Miscarriage Case Study Answers

  1. Priority nursing assessments:
    • Assess the amount and nature of vaginal bleeding.
    • Evaluate vital signs to monitor for hemodynamic stability.
    • Perform a pain assessment to determine the severity and nature of cramping.
    • Assess Maria’s emotional state and coping mechanisms.
    • Review her medical history, including any previous pregnancy complications.
  2. Management options for a missed miscarriage:
    • Expectant management: Allowing the miscarriage to resolve naturally over time.
    • Medical management: Administration of medications like misoprostol to assist with the expulsion of pregnancy tissue.
    • Surgical management: Dilation and curettage (D&C) to remove retained products of conception.
  3. Providing emotional support:
    • Offer active listening and validate Maria’s feelings of loss.
    • Provide privacy and a safe space for Maria to express her emotions.
    • Involve family members or support persons, if desired by Maria.
    • Offer referrals to counseling services or grief support groups.
  4. Patient education:
    • Educate Maria to seek immediate medical attention if she experiences heavy bleeding (soaking more than one pad per hour), severe abdominal pain, fever, or foul-smelling vaginal discharge.

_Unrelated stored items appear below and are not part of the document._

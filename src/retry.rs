use std::fmt;
use std::sync::Arc;
use std::time::Duration;

use http::StatusCode;

use crate::backoff::{Backoff, ExponentialBackoff};
use crate::error::Error;
use crate::request::CancelSignal;
use crate::response::Response;

const DEFAULT_MAX_ATTEMPTS: usize = 3;
const DEFAULT_BASE_INTERVAL: Duration = Duration::from_secs(1);
const DEFAULT_MAX_INTERVAL: Duration = Duration::from_secs(30);

/// Predicate deciding whether one attempt's outcome warrants a retry.
pub type RetryTrigger = Arc<dyn Fn(Option<&Response>, Option<&Error>) -> bool + Send + Sync>;

/// Retry configuration: how many retries are allowed, how long to wait
/// between them, and what outcomes trigger one.
///
/// `max_attempts` counts retries, not total attempts: the default of 3
/// allows up to 4 attempts. With no custom triggers the policy retries
/// transport errors and 429 responses; any other status, 5xx included,
/// is returned to the caller as-is.
#[derive(Clone)]
pub struct RetryPolicy {
    max_attempts: usize,
    backoff: Arc<dyn Backoff>,
    triggers: Vec<RetryTrigger>,
}

impl RetryPolicy {
    pub fn standard() -> Self {
        Self {
            max_attempts: DEFAULT_MAX_ATTEMPTS,
            backoff: Arc::new(ExponentialBackoff::new(
                DEFAULT_BASE_INTERVAL,
                DEFAULT_MAX_INTERVAL,
                true,
            )),
            triggers: Vec::new(),
        }
    }

    pub fn max_attempts(mut self, max_attempts: usize) -> Self {
        self.max_attempts = max_attempts;
        self
    }

    pub fn backoff(mut self, backoff: Arc<dyn Backoff>) -> Self {
        self.backoff = backoff;
        self
    }

    /// Adds a retry trigger. Once any trigger is registered the
    /// triggers fully replace the default decision: the outcome is
    /// retried iff at least one trigger says so.
    pub fn trigger<F>(mut self, trigger: F) -> Self
    where
        F: Fn(Option<&Response>, Option<&Error>) -> bool + Send + Sync + 'static,
    {
        self.triggers.push(Arc::new(trigger));
        self
    }

    pub(crate) fn max_attempts_configured(&self) -> usize {
        self.max_attempts
    }

    pub(crate) fn should_retry(
        &self,
        cancel: &CancelSignal,
        attempt_num: usize,
        response: Option<&Response>,
        error: Option<&Error>,
    ) -> bool {
        if cancel.is_cancelled() {
            return false;
        }
        if attempt_num >= self.max_attempts {
            return false;
        }

        if !self.triggers.is_empty() {
            return self
                .triggers
                .iter()
                .any(|trigger| trigger(response, error));
        }

        error.is_some()
            || response.is_some_and(|response| response.status() == StatusCode::TOO_MANY_REQUESTS)
    }

    pub(crate) fn wait(
        &self,
        attempt_num: usize,
        response: Option<&Response>,
        error: Option<&Error>,
    ) -> Duration {
        self.backoff.wait(attempt_num, response, error)
    }
}

impl Default for RetryPolicy {
    fn default() -> Self {
        Self::standard()
    }
}

impl fmt::Debug for RetryPolicy {
    fn fmt(&self, f: &mut fmt::Formatter<'_>) -> fmt::Result {
        f.debug_struct("RetryPolicy")
            .field("max_attempts", &self.max_attempts)
            .field("triggers", &self.triggers.len())
            .finish_non_exhaustive()
    }
}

    • Explain the importance of follow-up appointments to ensure complete resolution of the miscarriage and to monitor for complications.
  5. Impact of hypothyroidism:
    • Hypothyroidism can increase the risk of miscarriage, preterm birth, and developmental issues in the fetus.
    • Nursing interventions include ensuring Maria’s thyroid levels are monitored regularly and that she adheres to her prescribed levothyroxine regimen.
  6. Community resources:
    • Suggest support groups for pregnancy loss, such as those offered by local hospitals or organizations like Share Pregnancy and Infant Loss Support.
    • Provide information about online resources or hotlines for emotional support.
    • Refer Maria to a social worker or counselor specializing in perinatal loss if needed.